Required work>
Go through the records and copy each line where the word "based" occurs.

_ _ _ _ _ _ _

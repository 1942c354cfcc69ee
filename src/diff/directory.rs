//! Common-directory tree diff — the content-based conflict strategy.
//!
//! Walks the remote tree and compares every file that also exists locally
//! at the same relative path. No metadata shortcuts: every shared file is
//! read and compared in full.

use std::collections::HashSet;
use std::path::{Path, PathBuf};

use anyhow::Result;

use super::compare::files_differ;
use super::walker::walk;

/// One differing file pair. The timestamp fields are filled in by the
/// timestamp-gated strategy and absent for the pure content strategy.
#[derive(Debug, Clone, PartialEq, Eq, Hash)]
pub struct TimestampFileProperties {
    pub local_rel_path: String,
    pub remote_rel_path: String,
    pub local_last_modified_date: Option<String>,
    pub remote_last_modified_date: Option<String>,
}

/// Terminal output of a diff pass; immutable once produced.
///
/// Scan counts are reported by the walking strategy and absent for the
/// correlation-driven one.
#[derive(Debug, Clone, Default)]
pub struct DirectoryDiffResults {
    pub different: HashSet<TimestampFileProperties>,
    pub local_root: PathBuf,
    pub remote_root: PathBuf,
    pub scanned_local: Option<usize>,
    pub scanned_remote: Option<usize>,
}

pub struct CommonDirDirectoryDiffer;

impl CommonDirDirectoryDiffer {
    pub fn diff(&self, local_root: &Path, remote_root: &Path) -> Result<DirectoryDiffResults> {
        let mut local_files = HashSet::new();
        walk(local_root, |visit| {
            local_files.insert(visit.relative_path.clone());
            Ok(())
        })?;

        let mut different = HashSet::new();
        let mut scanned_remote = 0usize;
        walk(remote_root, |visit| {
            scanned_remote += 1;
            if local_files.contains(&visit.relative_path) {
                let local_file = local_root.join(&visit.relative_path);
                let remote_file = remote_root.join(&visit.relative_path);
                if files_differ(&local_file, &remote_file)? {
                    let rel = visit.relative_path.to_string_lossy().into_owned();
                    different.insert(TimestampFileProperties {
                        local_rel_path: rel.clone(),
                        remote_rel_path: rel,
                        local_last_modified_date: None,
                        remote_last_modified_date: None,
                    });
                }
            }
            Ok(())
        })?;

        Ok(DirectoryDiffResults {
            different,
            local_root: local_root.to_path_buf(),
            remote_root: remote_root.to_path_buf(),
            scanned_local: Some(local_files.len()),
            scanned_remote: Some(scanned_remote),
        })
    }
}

_ _ _ _ _ _ _

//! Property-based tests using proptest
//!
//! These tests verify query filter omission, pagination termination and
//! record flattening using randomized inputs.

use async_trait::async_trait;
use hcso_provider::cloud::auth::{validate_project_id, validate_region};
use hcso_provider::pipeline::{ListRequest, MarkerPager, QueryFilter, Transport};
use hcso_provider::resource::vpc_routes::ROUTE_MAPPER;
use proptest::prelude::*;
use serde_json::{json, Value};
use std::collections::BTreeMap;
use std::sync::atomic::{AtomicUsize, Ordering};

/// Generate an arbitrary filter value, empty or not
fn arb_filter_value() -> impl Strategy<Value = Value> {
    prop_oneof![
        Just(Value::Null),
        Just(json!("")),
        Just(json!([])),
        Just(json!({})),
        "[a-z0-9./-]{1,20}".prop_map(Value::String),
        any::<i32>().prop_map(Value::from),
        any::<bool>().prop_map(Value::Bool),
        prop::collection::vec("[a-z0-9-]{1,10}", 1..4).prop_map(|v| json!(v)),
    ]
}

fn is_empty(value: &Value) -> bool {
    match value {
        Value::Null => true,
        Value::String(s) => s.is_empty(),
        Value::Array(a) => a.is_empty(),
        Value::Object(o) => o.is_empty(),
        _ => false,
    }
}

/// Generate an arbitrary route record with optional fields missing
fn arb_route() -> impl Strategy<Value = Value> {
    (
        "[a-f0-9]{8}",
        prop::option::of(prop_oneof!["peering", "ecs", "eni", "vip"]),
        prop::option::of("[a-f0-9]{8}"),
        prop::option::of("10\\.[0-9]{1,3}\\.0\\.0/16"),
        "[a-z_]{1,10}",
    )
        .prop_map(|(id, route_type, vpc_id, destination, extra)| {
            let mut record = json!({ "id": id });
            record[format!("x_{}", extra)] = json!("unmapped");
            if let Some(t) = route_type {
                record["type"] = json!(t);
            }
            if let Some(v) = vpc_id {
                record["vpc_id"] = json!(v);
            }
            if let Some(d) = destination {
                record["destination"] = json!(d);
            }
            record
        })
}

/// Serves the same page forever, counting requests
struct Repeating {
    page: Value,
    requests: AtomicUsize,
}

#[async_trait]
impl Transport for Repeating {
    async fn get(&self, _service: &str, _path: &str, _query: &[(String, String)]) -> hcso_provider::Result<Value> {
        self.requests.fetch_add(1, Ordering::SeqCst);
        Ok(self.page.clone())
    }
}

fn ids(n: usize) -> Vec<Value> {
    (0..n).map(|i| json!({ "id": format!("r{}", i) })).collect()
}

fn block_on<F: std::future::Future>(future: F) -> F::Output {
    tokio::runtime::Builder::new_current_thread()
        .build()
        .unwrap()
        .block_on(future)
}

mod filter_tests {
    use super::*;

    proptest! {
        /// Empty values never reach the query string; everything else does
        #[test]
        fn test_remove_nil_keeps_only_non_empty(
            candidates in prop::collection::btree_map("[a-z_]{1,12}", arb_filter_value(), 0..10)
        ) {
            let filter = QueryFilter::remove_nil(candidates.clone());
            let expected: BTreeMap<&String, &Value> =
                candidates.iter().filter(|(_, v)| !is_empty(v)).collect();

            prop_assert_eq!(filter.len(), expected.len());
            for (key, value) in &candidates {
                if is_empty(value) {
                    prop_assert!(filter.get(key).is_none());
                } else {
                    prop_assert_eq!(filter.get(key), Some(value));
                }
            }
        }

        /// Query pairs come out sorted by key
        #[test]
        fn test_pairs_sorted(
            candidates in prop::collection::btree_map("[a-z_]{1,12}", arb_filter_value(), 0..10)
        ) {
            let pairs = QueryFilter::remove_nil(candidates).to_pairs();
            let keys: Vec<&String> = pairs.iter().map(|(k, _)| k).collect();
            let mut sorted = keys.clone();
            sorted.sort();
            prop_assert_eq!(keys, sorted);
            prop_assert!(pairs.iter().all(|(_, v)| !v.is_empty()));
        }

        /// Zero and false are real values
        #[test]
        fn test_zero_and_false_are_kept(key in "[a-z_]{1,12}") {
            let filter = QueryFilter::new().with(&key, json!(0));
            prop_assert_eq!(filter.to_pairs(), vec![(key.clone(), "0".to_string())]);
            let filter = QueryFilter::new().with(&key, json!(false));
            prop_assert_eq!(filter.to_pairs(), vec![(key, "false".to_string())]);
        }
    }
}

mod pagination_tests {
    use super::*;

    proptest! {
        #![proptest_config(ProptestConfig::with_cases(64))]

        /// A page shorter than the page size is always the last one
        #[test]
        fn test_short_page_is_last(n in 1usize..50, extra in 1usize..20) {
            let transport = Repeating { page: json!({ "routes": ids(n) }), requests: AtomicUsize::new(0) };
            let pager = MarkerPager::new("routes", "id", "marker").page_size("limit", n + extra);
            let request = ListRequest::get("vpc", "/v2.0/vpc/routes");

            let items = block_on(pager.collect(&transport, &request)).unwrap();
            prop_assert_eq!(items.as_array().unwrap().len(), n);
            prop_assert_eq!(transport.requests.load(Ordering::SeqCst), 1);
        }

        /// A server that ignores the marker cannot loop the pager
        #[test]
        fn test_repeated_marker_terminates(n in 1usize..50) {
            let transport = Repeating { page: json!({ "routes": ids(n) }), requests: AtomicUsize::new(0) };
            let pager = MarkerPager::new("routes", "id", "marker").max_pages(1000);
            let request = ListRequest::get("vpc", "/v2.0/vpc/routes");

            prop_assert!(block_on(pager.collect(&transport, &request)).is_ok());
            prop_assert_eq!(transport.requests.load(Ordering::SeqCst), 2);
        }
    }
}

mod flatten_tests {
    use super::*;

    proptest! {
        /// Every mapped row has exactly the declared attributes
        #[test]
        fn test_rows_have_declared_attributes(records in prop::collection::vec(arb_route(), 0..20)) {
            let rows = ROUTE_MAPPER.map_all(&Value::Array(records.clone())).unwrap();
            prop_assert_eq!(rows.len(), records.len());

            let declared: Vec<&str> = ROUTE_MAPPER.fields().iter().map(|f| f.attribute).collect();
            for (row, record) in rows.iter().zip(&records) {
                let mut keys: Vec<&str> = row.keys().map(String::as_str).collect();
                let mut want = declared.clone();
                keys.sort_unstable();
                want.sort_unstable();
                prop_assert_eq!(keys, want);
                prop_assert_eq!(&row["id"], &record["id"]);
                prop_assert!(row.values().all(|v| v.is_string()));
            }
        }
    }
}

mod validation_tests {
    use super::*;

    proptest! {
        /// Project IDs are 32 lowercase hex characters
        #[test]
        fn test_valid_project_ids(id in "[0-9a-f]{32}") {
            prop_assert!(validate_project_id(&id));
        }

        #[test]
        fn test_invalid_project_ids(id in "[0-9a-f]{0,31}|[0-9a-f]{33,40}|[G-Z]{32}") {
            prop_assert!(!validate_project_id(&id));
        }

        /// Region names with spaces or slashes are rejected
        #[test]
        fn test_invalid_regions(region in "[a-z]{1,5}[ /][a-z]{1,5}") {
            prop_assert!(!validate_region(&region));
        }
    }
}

_ _ _ _ _ _ _

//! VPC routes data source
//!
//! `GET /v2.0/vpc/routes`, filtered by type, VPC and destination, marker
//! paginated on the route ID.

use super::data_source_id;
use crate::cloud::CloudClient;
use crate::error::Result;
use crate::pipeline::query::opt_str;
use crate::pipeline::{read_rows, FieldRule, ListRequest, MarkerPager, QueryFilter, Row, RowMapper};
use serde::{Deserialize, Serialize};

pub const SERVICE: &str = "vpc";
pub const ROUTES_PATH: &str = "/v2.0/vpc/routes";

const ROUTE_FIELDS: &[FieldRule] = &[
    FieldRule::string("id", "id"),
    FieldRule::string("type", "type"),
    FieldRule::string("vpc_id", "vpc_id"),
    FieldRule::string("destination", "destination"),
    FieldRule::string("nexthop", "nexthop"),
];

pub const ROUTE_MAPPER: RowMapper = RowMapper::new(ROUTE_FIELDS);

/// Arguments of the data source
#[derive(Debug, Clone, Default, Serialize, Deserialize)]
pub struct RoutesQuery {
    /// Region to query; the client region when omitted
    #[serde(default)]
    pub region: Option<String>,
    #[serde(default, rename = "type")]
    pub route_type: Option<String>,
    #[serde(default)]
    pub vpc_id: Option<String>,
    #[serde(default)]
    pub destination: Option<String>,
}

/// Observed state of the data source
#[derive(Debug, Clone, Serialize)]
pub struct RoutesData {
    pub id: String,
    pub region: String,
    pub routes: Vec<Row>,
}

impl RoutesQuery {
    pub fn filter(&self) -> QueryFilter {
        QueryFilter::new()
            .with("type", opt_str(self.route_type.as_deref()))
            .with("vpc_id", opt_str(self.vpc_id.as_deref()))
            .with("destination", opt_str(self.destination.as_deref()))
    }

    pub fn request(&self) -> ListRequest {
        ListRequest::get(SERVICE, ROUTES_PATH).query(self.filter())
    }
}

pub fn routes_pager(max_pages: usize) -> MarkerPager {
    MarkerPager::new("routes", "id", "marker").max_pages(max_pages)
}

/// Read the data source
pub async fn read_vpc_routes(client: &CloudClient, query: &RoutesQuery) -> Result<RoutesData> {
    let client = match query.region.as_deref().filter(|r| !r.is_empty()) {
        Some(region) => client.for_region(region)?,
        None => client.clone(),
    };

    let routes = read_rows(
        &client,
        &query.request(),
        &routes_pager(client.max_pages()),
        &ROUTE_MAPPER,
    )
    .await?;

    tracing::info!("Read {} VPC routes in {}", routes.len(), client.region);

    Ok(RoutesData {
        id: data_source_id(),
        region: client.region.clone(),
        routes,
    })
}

_ _ _ _ _ _ _

Exercise solution>
//! Common-directory tree diff — the content-based conflict strategy.
//! Property-based tests using proptest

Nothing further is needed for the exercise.